カタコトニツイテ

頭のカタスミにあるコトバについて。ゆる~い本の感想と紹介をしています。

「クジラアタマの王様/伊坂幸太郎」の感想と紹介

225クジラアタマの王様/伊坂幸太郎

 

音も聞こえず、広く、美しい青空が見えるだけであるから、本当にやってくるのだろうか、と不安になるほどだが、もちろんそれは、恐怖から目を逸らしたいからでもあった。
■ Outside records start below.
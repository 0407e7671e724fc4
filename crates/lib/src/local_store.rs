//! Per-user local state: theme, fallback credential and profile.
//!
//! A single pretty-printed JSON file. It is the only place a client-side
//! credential is kept, and is read only when the backend cannot be reached.

use std::{
    fmt,
    path::{Path, PathBuf},
    str::FromStr,
};

use serde::{Deserialize, Serialize};

use crate::{
    Result,
    config::{ConfigError, Credential, Provider},
    types::UserProfile,
};

/// File name inside the data directory.
pub const LOCAL_STATE_FILE: &str = "scholarai.json";

/// UI colour theme.
#[derive(Debug, Clone, Copy, Default, PartialEq, Eq, Serialize, Deserialize)]
#[serde(rename_all = "lowercase")]
pub enum Theme {
    #[default]
    Light,
    Dark,
}

impl Theme {
    pub fn toggle(self) -> Self {
        match self {
            Theme::Light => Theme::Dark,
            Theme::Dark => Theme::Light,
        }
    }

    pub fn as_str(self) -> &'static str {
        match self {
            Theme::Light => "light",
            Theme::Dark => "dark",
        }
    }
}

impl fmt::Display for Theme {
    fn fmt(&self, f: &mut fmt::Formatter<'_>) -> fmt::Result {
        f.write_str(self.as_str())
    }
}

impl FromStr for Theme {
    type Err = ConfigError;

    fn from_str(s: &str) -> std::result::Result<Self, Self::Err> {
        match s.trim().to_ascii_lowercase().as_str() {
            "light" => Ok(Theme::Light),
            "dark" => Ok(Theme::Dark),
            other => Err(ConfigError::InvalidValue {
                field: "theme".to_string(),
                value: other.to_string(),
            }),
        }
    }
}

/// Credential kept for direct provider calls.
#[derive(Clone, PartialEq, Eq, Serialize, Deserialize)]
pub struct LocalCredential {
    pub provider: Provider,
    pub key: String,
}

impl LocalCredential {
    pub fn new(provider: Provider, key: impl Into<String>) -> Self {
        Self {
            provider,
            key: key.into(),
        }
    }

    pub fn credential(&self) -> Credential {
        Credential::new(self.key.clone())
    }
}

impl fmt::Debug for LocalCredential {
    fn fmt(&self, f: &mut fmt::Formatter<'_>) -> fmt::Result {
        f.debug_struct("LocalCredential")
            .field("provider", &self.provider)
            .field("key", &"<redacted>")
            .finish()
    }
}

/// Everything persisted between runs.
#[derive(Debug, Clone, Default, PartialEq, Serialize, Deserialize)]
pub struct LocalState {
    #[serde(default)]
    pub theme: Theme,
    #[serde(default, skip_serializing_if = "Option::is_none")]
    pub credential: Option<LocalCredential>,
    #[serde(default, skip_serializing_if = "Option::is_none")]
    pub profile: Option<UserProfile>,
}

/// JSON file holding [`LocalState`].
#[derive(Debug, Clone)]
pub struct LocalStore {
    path: PathBuf,
}

impl LocalStore {
    /// Store at an explicit file path.
    pub fn new(path: impl Into<PathBuf>) -> Self {
        Self { path: path.into() }
    }

    /// Store named [`LOCAL_STATE_FILE`] inside `dir`.
    pub fn in_dir(dir: impl AsRef<Path>) -> Self {
        Self::new(dir.as_ref().join(LOCAL_STATE_FILE))
    }

    pub fn path(&self) -> &Path {
        &self.path
    }

    /// Load the state. A missing file is the default state.
    pub async fn load(&self) -> Result<LocalState> {
        match tokio::fs::read_to_string(&self.path).await {
            Ok(json) => Ok(serde_json::from_str(&json)?),
            Err(e) if e.kind() == std::io::ErrorKind::NotFound => Ok(LocalState::default()),
            Err(e) => Err(e.into()),
        }
    }

    pub async fn save(&self, state: &LocalState) -> Result<()> {
        if let Some(parent) = self.path.parent()
            && !parent.as_os_str().is_empty()
        {
            tokio::fs::create_dir_all(parent).await?;
        }
        let json = serde_json::to_string_pretty(state)?;
        tokio::fs::write(&self.path, json).await?;
        tracing::debug!(path = %self.path.display(), "Saved local state");
        Ok(())
    }

    /// Load, apply `f`, save. Returns the updated state.
    pub async fn update<F>(&self, f: F) -> Result<LocalState>
    where
        F: FnOnce(&mut LocalState),
    {
        let mut state = self.load().await?;
        f(&mut state);
        self.save(&state).await?;
        Ok(state)
    }

    pub async fn credential(&self) -> Result<Option<LocalCredential>> {
        Ok(self.load().await?.credential)
    }

    pub async fn set_credential(&self, credential: LocalCredential) -> Result<()> {
        self.update(|state| state.credential = Some(credential))
            .await
            .map(|_| ())
    }

    pub async fn clear_credential(&self) -> Result<()> {
        self.update(|state| state.credential = None).await.map(|_| ())
    }
}

#[cfg(test)]
mod tests {
    use super::*;

    #[tokio::test]
    async fn test_missing_file_is_default() {
        let dir = tempfile::tempdir().unwrap();
        let store = LocalStore::in_dir(dir.path());
        assert_eq!(store.load().await.unwrap(), LocalState::default());
        assert_eq!(store.credential().await.unwrap(), None);
    }

    #[tokio::test]
    async fn test_credential_roundtrip_and_clear() {
        let dir = tempfile::tempdir().unwrap();
        let store = LocalStore::in_dir(dir.path().join("nested"));
        store
            .set_credential(LocalCredential::new(Provider::Google, "local-key"))
            .await
            .unwrap();
        store.update(|s| s.theme = Theme::Dark).await.unwrap();

        let state = store.load().await.unwrap();
        assert_eq!(state.theme, Theme::Dark);
        assert_eq!(state.credential.as_ref().unwrap().key, "local-key");

        store.clear_credential().await.unwrap();
        let state = store.load().await.unwrap();
        assert!(state.credential.is_none());
        assert_eq!(state.theme, Theme::Dark);
    }

    #[tokio::test]
    async fn test_corrupt_file_is_error() {
        let dir = tempfile::tempdir().unwrap();
        let store = LocalStore::in_dir(dir.path());
        tokio::fs::write(store.path(), "not json").await.unwrap();
        let err = store.load().await.unwrap_err();
        assert!(!err.is_io_error());
    }

    #[tokio::test]
    async fn test_unreadable_path_is_io_error() {
        let dir = tempfile::tempdir().unwrap();
        let store = LocalStore::new(dir.path());
        let err = store.load().await.unwrap_err();
        assert!(err.is_io_error());
    }

    #[test]
    fn test_debug_redacts_key() {
        let credential = LocalCredential::new(Provider::OpenRouter, "sk-secret");
        assert!(!format!("{credential:?}").contains("sk-secret"));
        assert_eq!("Dark".parse::<Theme>().unwrap(), Theme::Dark);
        assert!("blue".parse::<Theme>().is_err());
    }
}
/*! Integration tests for ScholarAI.
 *
 * This test suite is organized as a single integration test binary
 * following the pattern described by matklad in
 * https://matklad.github.io/2021/02/27/delete-cargo-integration-tests.html
 *
 * - provider: adapters against a local mock of each provider's HTTP API
 * - orchestrator: retry and backoff timing over a real adapter
 * - server: the `/api/gemini` surface end to end
 * - client: backend calls and the direct-call escape hatch
 */

use tracing_subscriber::EnvFilter;

#[ctor::ctor]
fn init_test_tracing() {
    let _ = tracing_subscriber::fmt()
        .with_env_filter(
            EnvFilter::from_default_env().add_directive("scholarai=info".parse().unwrap()),
        )
        .with_test_writer()
        .try_init();
}

mod client;
mod helpers;
mod orchestrator;
mod provider;
mod server;
//! Logging setup for the event audit service
//!
//! Wires `tracing-subscriber` and `tracing-appender` from a serde-friendly
//! [`LogConfig`], so the server can take its logging section straight from
//! its TOML file.
//!
//! # Features
//!
//! - **JSON lines or pretty console output**
//! - **File output**: daily/hourly/never rotation with a non-blocking writer
//! - **RUST_LOG override**: the environment wins over the configured level
//!
//! # Quick Start
//!
//! ```ignore
//! use audit_logging::{AuditSubscriberBuilder, LogConfig};
//!
//! // Keep the guard alive for as long as file output should be flushed
//! let _guard = AuditSubscriberBuilder::new()
//!     .with_config(LogConfig::development())
//!     .init();
//! ```

pub mod config;

pub use config::{ConsoleConfig, FileConfig, LogConfig, LogFormat, RotationStrategy};
pub use tracing_appender::non_blocking::WorkerGuard;

use thiserror::Error;
use tracing::Subscriber;
use tracing_appender::rolling::{RollingFileAppender, Rotation};
use tracing_subscriber::filter::ParseError;
use tracing_subscriber::layer::SubscriberExt;
use tracing_subscriber::util::{SubscriberInitExt, TryInitError};
use tracing_subscriber::{EnvFilter, Layer, Registry, fmt};

type BoxedLayer = Box<dyn Layer<Registry> + Send + Sync>;

/// Errors raised while setting up logging
#[derive(Debug, Error)]
pub enum LoggingError {
    #[error("Invalid log level directive: {0}")]
    Filter(#[from] ParseError),

    #[error("Failed to create log file appender: {0}")]
    Appender(#[from] tracing_appender::rolling::InitError),

    #[error("Failed to install global subscriber: {0}")]
    Init(#[from] TryInitError),
}

/// Builder for configuring and initializing the audit logging subscriber
///
/// By default, console output uses JSON lines. Use `LogConfig::development()`
/// for human-readable output.
#[derive(Debug, Default)]
pub struct AuditSubscriberBuilder {
    config: LogConfig,
}

impl AuditSubscriberBuilder {
    /// Create a new subscriber builder with default configuration
    pub fn new() -> Self {
        Self::default()
    }

    /// Use a specific configuration
    pub fn with_config(mut self, config: LogConfig) -> Self {
        self.config = config;
        self
    }

    /// Set the default log level
    pub fn with_level(mut self, level: impl Into<String>) -> Self {
        self.config.level = level.into();
        self
    }

    /// Enable or disable console output
    pub fn with_console(mut self, enabled: bool) -> Self {
        self.config.console.enabled = enabled;
        self
    }

    /// Configure file output
    pub fn with_file_output(mut self, config: FileConfig) -> Self {
        self.config.file = Some(config);
        self
    }

    pub fn config(&self) -> &LogConfig {
        &self.config
    }

    /// Build the subscriber without installing it
    ///
    /// The returned guard (present only with file output) flushes pending
    /// lines when dropped.
    pub fn build(
        self,
    ) -> Result<(impl Subscriber + Send + Sync + 'static, Option<WorkerGuard>), LoggingError> {
        let filter = match EnvFilter::try_from_default_env() {
            Ok(filter) => filter,
            Err(_) => EnvFilter::try_new(&self.config.level)?,
        };

        let mut layers: Vec<BoxedLayer> = Vec::new();
        let mut guard = None;

        if self.config.console.enabled {
            layers.push(console_layer(&self.config.console));
        }

        if let Some(file_config) = &self.config.file {
            let (writer, file_guard) = tracing_appender::non_blocking(file_appender(file_config)?);
            guard = Some(file_guard);

            layers.push(
                fmt::layer()
                    .json()
                    .with_current_span(true)
                    .with_ansi(false)
                    .with_writer(writer)
                    .boxed(),
            );
        }

        let subscriber = Registry::default().with(layers).with(filter);
        Ok((subscriber, guard))
    }

    /// Install the subscriber globally
    ///
    /// # Errors
    ///
    /// Fails if the level directive does not parse, the log directory cannot
    /// be used, or a global subscriber is already set.
    pub fn try_init(self) -> Result<Option<WorkerGuard>, LoggingError> {
        let (subscriber, guard) = self.build()?;
        subscriber.try_init()?;
        Ok(guard)
    }

    /// Install the subscriber globally, reporting failure on stderr
    pub fn init(self) -> Option<WorkerGuard> {
        match self.try_init() {
            Ok(guard) => guard,
            Err(e) => {
                eprintln!("Logging not initialized: {e}");
                None
            }
        }
    }
}

fn console_layer(config: &ConsoleConfig) -> BoxedLayer {
    match config.format {
        LogFormat::Pretty => fmt::layer()
            .pretty()
            .with_ansi(config.ansi)
            .with_target(true)
            .boxed(),
        LogFormat::Json => fmt::layer()
            .json()
            .with_current_span(true)
            .with_ansi(false)
            .boxed(),
    }
}

fn file_appender(config: &FileConfig) -> Result<RollingFileAppender, LoggingError> {
    let rotation = match config.rotation {
        RotationStrategy::Daily => Rotation::DAILY,
        RotationStrategy::Hourly => Rotation::HOURLY,
        RotationStrategy::Never => Rotation::NEVER,
    };

    let mut builder = RollingFileAppender::builder()
        .rotation(rotation)
        .filename_prefix(&config.prefix)
        .filename_suffix("log");
    if let Some(max_files) = config.max_files {
        builder = builder.max_log_files(max_files);
    }

    Ok(builder.build(&config.directory)?)
}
(p.58)

 

製菓会社で働く主人公のもとに降りかかる様々なトラブルは、やがて思いも寄らない繋がりをもたらす、伊坂幸太郎の長編小説。

 

お菓子を作る製菓会社で広報として働いている主人公は、異動して現場を離れたのも束の間、商品への異物混入トラブルにが起きたことによって、事後処理の対応を任されてしまう。

 

顔の見えない人々から悪意や非難をぶつけられる日々に、心も体も疲れ果てていた主人公たちだったが、人気ダンスグループのメンバーと、とある議員の登場によって劣勢だった状況が一変する。

 

ただのいち会社員にすぎない主人公と有名人たちを繋げたのは、小説の幕間に登場するイラストによって紡がれる、現実とはかけ離れた夢の世界の出来事だった。

 

物語を読み進めていると、夢と現実が表裏一体となって、どちらを根拠にして自身を保てばいいのか分からなくなっていく。

 

それでも、見分けのつかなくなった夢と現実を分かつのは、目の前の残像にがむしゃらにでもしがみつこうとする反骨心なのかもしれないと思わされた。

 

また、令和元年に発刊された作品ながら、ここ数年の慌ただしい世界を予言するかのような内容で、このタイミングで読めたことは逆に良かったような気がする。

 

それにしても、伊坂作品に登場するご婦人がたは、誰もかれも頼もしくて逞しいな。

 

では次回。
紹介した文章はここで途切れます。